Xie Shihao levantó las manos y se volvió hacia Gu Qingye con una sonrisa que era más fea que las lágrimas.
Al verlo así, Gu Qingye no pudo evitar reír.
En el escenario, Feng Qing y Li Shaoqun alcanzaron su clímax una vez más.
Brillantes fuegos artificiales salieron disparados de los dos lados del escenario y numerosos y brillantes pétalos de flores cayeron del cielo.
Feng Qing abrió su mano y un pétalo de flor cayó en su palma.
Cuando terminó la última frase, abrió sus labios rosados y sopló.
El pétalo de flor en su palma inmediatamente flotó hacia la primera fila de asientos, donde un hombre hermoso estaba sentado.
Al ver el pétalo de flor flotar hacia él, el hombre extendió la mano y lo pinchó.
Colocó el pétalo de flor frente a su nariz y lo olió suavemente.
Estaba impregnado con la fragancia de la mujer.
El hombre olía el pétalo de flor, pero sus ojos ardían mientras miraba a la mujer.
Sus nobles labios delgados todavía sonreían.
Feng Qing desvió la mirada.
La mirada ardiente del hombre era un poco insoportable para ella.
Una, tres, cinco canciones.
Feng Qing y Li Shaoqun cantaron cinco canciones de un tirón.
Li Shaoqun se inclinó y se bajó del escenario, dejando el escenario para Feng Qing porque la siguiente canción era su solo.
Esta también era la canción con la que había ganado el concurso de la canción original.
Inesperadamente, Feng Qing eligió cantar a capela.
Frente a los 80,000 miembros del público presentes, sin ningún acompañamiento, aún cantó la canción al extremo.
Los 80,000 espectadores también vagaban en la hermosa canción.

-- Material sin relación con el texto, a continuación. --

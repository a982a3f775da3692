//! The canonical position record and its satellite types.

use super::{ChainId, PositionId, PositionKey, PositionVersion, Token, TxHash};
use crate::error::EngineError;
use alloy::primitives::{Address, U256};
use std::fmt;
use std::str::FromStr;

#[derive(Debug, Clone, Copy, PartialEq, Eq, Hash)]
pub enum PositionStatus {
    Active,
    Completed,
    Terminated,
}

impl PositionStatus {
    pub fn as_str(&self) -> &'static str {
        match self {
            PositionStatus::Active => "ACTIVE",
            PositionStatus::Completed => "COMPLETED",
            PositionStatus::Terminated => "TERMINATED",
        }
    }
}

impl fmt::Display for PositionStatus {
    fn fmt(&self, f: &mut fmt::Formatter<'_>) -> fmt::Result {
        f.write_str(self.as_str())
    }
}

impl FromStr for PositionStatus {
    type Err = String;

    fn from_str(s: &str) -> Result<Self, Self::Err> {
        match s {
            "ACTIVE" => Ok(PositionStatus::Active),
            "COMPLETED" => Ok(PositionStatus::Completed),
            "TERMINATED" => Ok(PositionStatus::Terminated),
            other => Err(format!("unknown position status: {}", other)),
        }
    }
}

/// An underlying-denominated amount.
///
/// `NotApplicable` means neither relevant side is a yield-bearing wrapper.
/// `Unknown` means it applies but has not been resolved (yet).
#[derive(Debug, Clone, Copy, PartialEq, Eq, Default)]
pub enum Underlying<T> {
    #[default]
    NotApplicable,
    Unknown,
    Known(T),
}

impl<T> Underlying<T> {
    /// Starting state for a field whose side may or may not carry a wrapper.
    pub fn for_side(applicable: bool) -> Self {
        if applicable {
            Underlying::Unknown
        } else {
            Underlying::NotApplicable
        }
    }

    pub fn is_applicable(&self) -> bool {
        !matches!(self, Underlying::NotApplicable)
    }

    pub fn known(&self) -> Option<&T> {
        match self {
            Underlying::Known(v) => Some(v),
            _ => None,
        }
    }

    /// Replace the value, keeping `NotApplicable` as is.
    pub fn set_if_applicable(&mut self, value: T) {
        if self.is_applicable() {
            *self = Underlying::Known(value);
        }
    }
}

/// Capability a delegate operator may hold over a position.
#[derive(Debug, Clone, Copy, PartialEq, Eq, PartialOrd, Ord, Hash)]
pub enum Permission {
    Increase,
    Reduce,
    Withdraw,
    Terminate,
}

impl Permission {
    pub const ALL: [Permission; 4] = [
        Permission::Increase,
        Permission::Reduce,
        Permission::Withdraw,
        Permission::Terminate,
    ];

    /// On-chain enum ordinal.
    pub fn as_u8(&self) -> u8 {
        match self {
            Permission::Increase => 0,
            Permission::Reduce => 1,
            Permission::Withdraw => 2,
            Permission::Terminate => 3,
        }
    }

    pub fn from_u8(value: u8) -> Option<Self> {
        Self::ALL.into_iter().find(|p| p.as_u8() == value)
    }

    pub fn as_str(&self) -> &'static str {
        match self {
            Permission::Increase => "INCREASE",
            Permission::Reduce => "REDUCE",
            Permission::Withdraw => "WITHDRAW",
            Permission::Terminate => "TERMINATE",
        }
    }
}

impl FromStr for Permission {
    type Err = String;

    fn from_str(s: &str) -> Result<Self, Self::Err> {
        Self::ALL
            .into_iter()
            .find(|p| p.as_str() == s)
            .ok_or_else(|| format!("unknown permission: {}", s))
    }
}

/// Capabilities granted to one operator.
#[derive(Debug, Clone, PartialEq, Eq)]
pub struct PositionPermission {
    pub operator: Address,
    pub permissions: Vec<Permission>,
}

impl PositionPermission {
    pub fn new(operator: Address, permissions: Vec<Permission>) -> Self {
        Self {
            operator,
            permissions,
        }
    }
}

/// A recurring-investment position.
#[derive(Debug, Clone, PartialEq, Eq)]
pub struct Position {
    pub key: PositionKey,
    pub chain_id: ChainId,
    /// Owner account.
    pub user: Address,
    pub from: Token,
    pub to: Token,

    /// Seconds between swaps.
    pub swap_interval: u64,
    /// `from` units swapped per interval.
    pub rate: U256,
    pub remaining_swaps: u64,
    pub total_swaps: u64,
    pub total_executed_swaps: u64,

    pub remaining_liquidity: U256,
    pub total_deposited: U256,
    pub swapped: U256,
    pub withdrawn: U256,
    pub to_withdraw: U256,

    pub remaining_liquidity_underlying: Underlying<U256>,
    pub to_withdraw_underlying: Underlying<U256>,
    pub deposited_rate_underlying: Underlying<U256>,
    pub total_swapped_underlying_accum: Underlying<U256>,
    pub to_withdraw_underlying_accum: Underlying<U256>,

    pub status: PositionStatus,
    /// Unix seconds.
    pub started_at: u64,
    /// Hash of the in-flight transaction, empty when none.
    pub pending_transaction: TxHash,
    pub permissions: Vec<PositionPermission>,

    pub pair_last_swapped_at: Option<u64>,
    pub pair_next_swap_available_at: Option<u64>,
}

impl Position {
    pub fn version(&self) -> PositionVersion {
        self.key.version()
    }

    /// Protocol id, or `NotOnchain` for an unconfirmed creation.
    pub fn onchain_id(&self) -> Result<PositionId, EngineError> {
        self.key
            .position_id()
            .ok_or_else(|| EngineError::NotOnchain(self.key.clone()))
    }

    pub fn has_pending(&self) -> bool {
        !self.pending_transaction.is_empty()
    }

    pub fn clear_pending(&mut self) {
        self.pending_transaction = TxHash::default();
    }

    pub fn has_yield_side(&self) -> bool {
        self.from.has_underlying() || self.to.has_underlying()
    }

    /// `remainingLiquidity == rate × remainingSwaps`.
    pub fn liquidity_matches_schedule(&self) -> bool {
        self.rate
            .checked_mul(U256::from(self.remaining_swaps))
            .map(|expected| expected == self.remaining_liquidity)
            .unwrap_or(false)
    }

    /// Re-derive which underlying fields apply after the token sides change.
    pub fn reset_underlying_applicability(&mut self) {
        let from_wrapped = self.from.has_underlying();
        let to_wrapped = self.to.has_underlying();
        self.remaining_liquidity_underlying = Underlying::for_side(from_wrapped);
        self.deposited_rate_underlying = Underlying::for_side(from_wrapped);
        self.to_withdraw_underlying = Underlying::for_side(to_wrapped);
        self.total_swapped_underlying_accum = Underlying::for_side(to_wrapped);
        self.to_withdraw_underlying_accum = Underlying::for_side(to_wrapped);
    }
}

/// Check that every position lives on the same chain and protocol version.
///
/// Returns the shared pair, or `None` for an empty input.
pub fn ensure_consistent_chain_set<'a, I>(
    positions: I,
) -> Result<Option<(ChainId, PositionVersion)>, EngineError>
where
    I: IntoIterator<Item = &'a Position>,
{
    let mut shared: Option<(ChainId, PositionVersion)> = None;
    for position in positions {
        let pair = (position.chain_id, position.version());
        match shared {
            None => shared = Some(pair),
            Some(existing) if existing != pair => {
                return Err(EngineError::InconsistentChainSet {
                    first: existing,
                    second: pair,
                })
            }
            Some(_) => {}
        }
    }
    Ok(shared)
}

#[cfg(test)]
mod tests {
    use super::*;

    #[test]
    fn test_permission_ordinals_round_trip() {
        for permission in Permission::ALL {
            assert_eq!(Permission::from_u8(permission.as_u8()), Some(permission));
            assert_eq!(permission.as_str().parse::<Permission>(), Ok(permission));
        }
        assert_eq!(Permission::from_u8(9), None);
    }

    #[test]
    fn test_underlying_set_if_applicable() {
        let mut na: Underlying<U256> = Underlying::NotApplicable;
        na.set_if_applicable(U256::from(5u64));
        assert_eq!(na, Underlying::NotApplicable);

        let mut unknown: Underlying<U256> = Underlying::for_side(true);
        unknown.set_if_applicable(U256::from(5u64));
        assert_eq!(unknown.known(), Some(&U256::from(5u64)));
    }

    #[test]
    fn test_status_parse() {
        assert_eq!("ACTIVE".parse::<PositionStatus>(), Ok(PositionStatus::Active));
        assert!("active".parse::<PositionStatus>().is_err());
    }
}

Después de que terminó la presentación, Feng Qing sonrió y se inclinó ante el público.
—Hola a todos.
Soy la Sirena.
Gracias por escucharme cantar en silencio.
Espero que a todos les haya gustado esta canción.

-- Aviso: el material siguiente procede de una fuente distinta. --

pub mod health;
pub mod positions;

use crate::engine::PositionTracker;
use axum::{routing::get, Router};
use std::sync::Arc;
use tower_http::cors::{Any, CorsLayer};

#[derive(Clone)]
pub struct AppState {
    pub tracker: Arc<PositionTracker>,
}

impl AppState {
    pub fn new(tracker: Arc<PositionTracker>) -> Self {
        Self { tracker }
    }
}

pub fn create_router(state: AppState) -> Router {
    let cors = CorsLayer::new()
        .allow_origin(Any)
        .allow_methods(Any)
        .allow_headers(Any);

    Router::new()
        .route("/health", get(health::health))
        .route("/ready", get(health::ready))
        .route("/v1/positions/current", get(positions::get_current_positions))
        .route("/v1/positions/past", get(positions::get_past_positions))
        .layer(cors)
        .with_state(state)
}
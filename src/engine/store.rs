//! In-memory repository of current and past positions.

use crate::domain::{Position, PositionKey, TxHash};
use std::collections::HashMap;

/// Canonical position store for one account session.
///
/// Ordering is not stored; [`PositionBook::current_sorted`] and
/// [`PositionBook::past_sorted`] build the display order on read.
#[derive(Debug, Clone, Default, PartialEq, Eq)]
pub struct PositionBook {
    current: HashMap<PositionKey, Position>,
    past: HashMap<PositionKey, Position>,
}

impl PositionBook {
    pub fn new() -> Self {
        Self::default()
    }

    pub fn get(&self, key: &PositionKey) -> Option<&Position> {
        self.current.get(key)
    }

    pub fn get_mut(&mut self, key: &PositionKey) -> Option<&mut Position> {
        self.current.get_mut(key)
    }

    pub fn get_past(&self, key: &PositionKey) -> Option<&Position> {
        self.past.get(key)
    }

    pub fn contains(&self, key: &PositionKey) -> bool {
        self.current.contains_key(key)
    }

    /// Insert or replace a current position under its own key.
    pub fn upsert(&mut self, position: Position) -> Option<Position> {
        self.current.insert(position.key.clone(), position)
    }

    pub fn remove(&mut self, key: &PositionKey) -> Option<Position> {
        self.current.remove(key)
    }

    /// Move a current position into the past set, letting `finalize` adjust the
    /// archived copy. Returns false when the key is not current.
    pub fn move_to_archive<F>(&mut self, key: &PositionKey, finalize: F) -> bool
    where
        F: FnOnce(&mut Position),
    {
        match self.current.remove(key) {
            Some(mut position) => {
                finalize(&mut position);
                self.past.insert(key.clone(), position);
                true
            }
            None => false,
        }
    }

    pub fn current_len(&self) -> usize {
        self.current.len()
    }

    pub fn past_len(&self) -> usize {
        self.past.len()
    }

    pub fn current(&self) -> impl Iterator<Item = &Position> {
        self.current.values()
    }

    pub fn past(&self) -> impl Iterator<Item = &Position> {
        self.past.values()
    }

    /// Replace the current set with freshly fetched data.
    ///
    /// Remote data never carries pending metadata, so an in-flight hash on the
    /// previous copy is carried over. Optimistic creations are kept as they only
    /// leave through confirmation or rejection.
    pub fn merge_current(&mut self, fetched: HashMap<PositionKey, Position>) {
        let mut next = fetched;
        for (key, position) in next.iter_mut() {
            if let Some(previous) = self.current.get(key) {
                if previous.has_pending() {
                    position.pending_transaction = previous.pending_transaction.clone();
                }
            }
        }
        for (key, position) in self.current.drain() {
            if key.is_pending_creation() {
                next.insert(key, position);
            }
        }
        self.current = next;
    }

    /// Replace the past set with freshly fetched data.
    pub fn merge_past(&mut self, fetched: HashMap<PositionKey, Position>) {
        self.past = fetched;
    }

    /// Keys of current positions whose pending hash is `hash`.
    pub fn pending_keys(&self, hash: &TxHash) -> Vec<PositionKey> {
        self.current
            .iter()
            .filter(|(_, p)| &p.pending_transaction == hash)
            .map(|(k, _)| k.clone())
            .collect()
    }

    pub fn current_sorted(&self) -> Vec<Position> {
        sorted_by_start_desc(self.current.values())
    }

    pub fn past_sorted(&self) -> Vec<Position> {
        sorted_by_start_desc(self.past.values())
    }
}

fn sorted_by_start_desc<'a>(positions: impl Iterator<Item = &'a Position>) -> Vec<Position> {
    let mut out: Vec<Position> = positions.cloned().collect();
    out.sort_by(|a, b| {
        b.started_at
            .cmp(&a.started_at)
            .then_with(|| a.key.cmp(&b.key))
    });
    out
}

Tan pronto como terminó de hablar, el estadio se llenó de gritos.
Los aplausos eran ola tras ola, y todos gritaban la palabra ‘Sirena’.

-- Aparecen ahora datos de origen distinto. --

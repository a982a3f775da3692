//! In-memory registry and signer for tests.

use super::{PermissionPermit, PermissionRegistry, SignerError, TypedDataSigner};
use crate::datasource::DataSourceError;
use crate::domain::{ChainId, Permission, PositionId};
use alloy::primitives::{Address, U256};
use alloy::sol_types::Eip712Domain;
use async_trait::async_trait;
use std::collections::HashMap;
use std::sync::atomic::{AtomicUsize, Ordering};
use std::sync::{Arc, Mutex};

#[derive(Debug, Clone, Default)]
pub struct MockPermissionRegistry {
    held: HashMap<(PositionId, Address), Vec<Permission>>,
    nonce: U256,
    failure: Option<DataSourceError>,
    calls: Arc<AtomicUsize>,
}

impl MockPermissionRegistry {
    pub fn new() -> Self {
        Self::default()
    }

    pub fn with_permission(
        mut self,
        token_id: impl Into<PositionId>,
        operator: Address,
        permission: Permission,
    ) -> Self {
        self.held
            .entry((token_id.into(), operator))
            .or_default()
            .push(permission);
        self
    }

    pub fn with_nonce(mut self, nonce: U256) -> Self {
        self.nonce = nonce;
        self
    }

    pub fn failing(mut self, error: DataSourceError) -> Self {
        self.failure = Some(error);
        self
    }

    /// Total remote reads served (permission checks and nonces).
    pub fn call_count(&self) -> usize {
        self.calls.load(Ordering::SeqCst)
    }

    fn holds(&self, token_id: PositionId, operator: Address, permission: Permission) -> bool {
        self.held
            .get(&(token_id, operator))
            .map(|held| held.contains(&permission))
            .unwrap_or(false)
    }

    fn record_call(&self) -> Result<(), DataSourceError> {
        self.calls.fetch_add(1, Ordering::SeqCst);
        match &self.failure {
            Some(err) => Err(err.clone()),
            None => Ok(()),
        }
    }
}

#[async_trait]
impl PermissionRegistry for MockPermissionRegistry {
    async fn has_permission(
        &self,
        _chain_id: ChainId,
        _manager: Address,
        token_id: PositionId,
        operator: Address,
        permission: Permission,
    ) -> Result<bool, DataSourceError> {
        self.record_call()?;
        Ok(self.holds(token_id, operator, permission))
    }

    async fn has_permissions(
        &self,
        _chain_id: ChainId,
        _manager: Address,
        token_id: PositionId,
        operator: Address,
        permissions: &[Permission],
    ) -> Result<Vec<bool>, DataSourceError> {
        self.record_call()?;
        Ok(permissions
            .iter()
            .map(|p| self.holds(token_id, operator, *p))
            .collect())
    }

    async fn nonces(
        &self,
        _chain_id: ChainId,
        _manager: Address,
        _signer: Address,
    ) -> Result<U256, DataSourceError> {
        self.record_call()?;
        Ok(self.nonce)
    }
}

/// Signer returning a fixed signature (`r = 0x11..`, `s = 0x22..`, `v = 27`).
#[derive(Debug, Clone)]
pub struct MockTypedDataSigner {
    address: Address,
    outcome: Option<SignerError>,
    calls: Arc<AtomicUsize>,
    signed: Arc<Mutex<Vec<(Eip712Domain, PermissionPermit)>>>,
}

impl MockTypedDataSigner {
    pub fn new(address: Address) -> Self {
        Self {
            address,
            outcome: None,
            calls: Arc::new(AtomicUsize::new(0)),
            signed: Arc::new(Mutex::new(Vec::new())),
        }
    }

    /// Simulate the user rejecting the signature prompt.
    pub fn declining(mut self) -> Self {
        self.outcome = Some(SignerError::Declined);
        self
    }

    pub fn call_count(&self) -> usize {
        self.calls.load(Ordering::SeqCst)
    }

    /// Every (domain, permit) pair presented for signing.
    pub fn signed(&self) -> Vec<(Eip712Domain, PermissionPermit)> {
        self.signed
            .lock()
            .map(|s| s.clone())
            .unwrap_or_default()
    }
}

#[async_trait]
impl TypedDataSigner for MockTypedDataSigner {
    fn address(&self) -> Address {
        self.address
    }

    async fn sign_permission_permit(
        &self,
        domain: &Eip712Domain,
        permit: &PermissionPermit,
    ) -> Result<String, SignerError> {
        self.calls.fetch_add(1, Ordering::SeqCst);
        if let Ok(mut signed) = self.signed.lock() {
            signed.push((domain.clone(), permit.clone()));
        }
        if let Some(err) = &self.outcome {
            return Err(err.clone());
        }
        Ok(format!("0x{}{}1b", "11".repeat(32), "22".repeat(32)))
    }
}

El director ordenó a la cámara que se acercara.
Feng Qing miró a la cámara y saludó.
—Hola, espectadores en Internet y frente a televisores.
Hola a todos.
Soy la Sirena.
Desde que empecé a cantar en la transmisión en vivo de la aplicación, muchas personas me han difamado deliberadamente o incluso han pretendido ser yo.
Lo que quiero decirles a todos es que Internet no es un lugar sin ley, ni debería ser un lugar de violencia.
Independientemente de si la Sirena es una tía o no, es suficiente que su canto sea agradable.
Todos deberían reconocer su canto y no juzgar un libro por su portada—.
Feng Qing dijo lo que tenía en mente.
El público estalló en aplausos de nuevo.
Feng Qing sostuvo su micrófono e hizo una reverencia elegante a los ochenta mil miembros de la audiencia.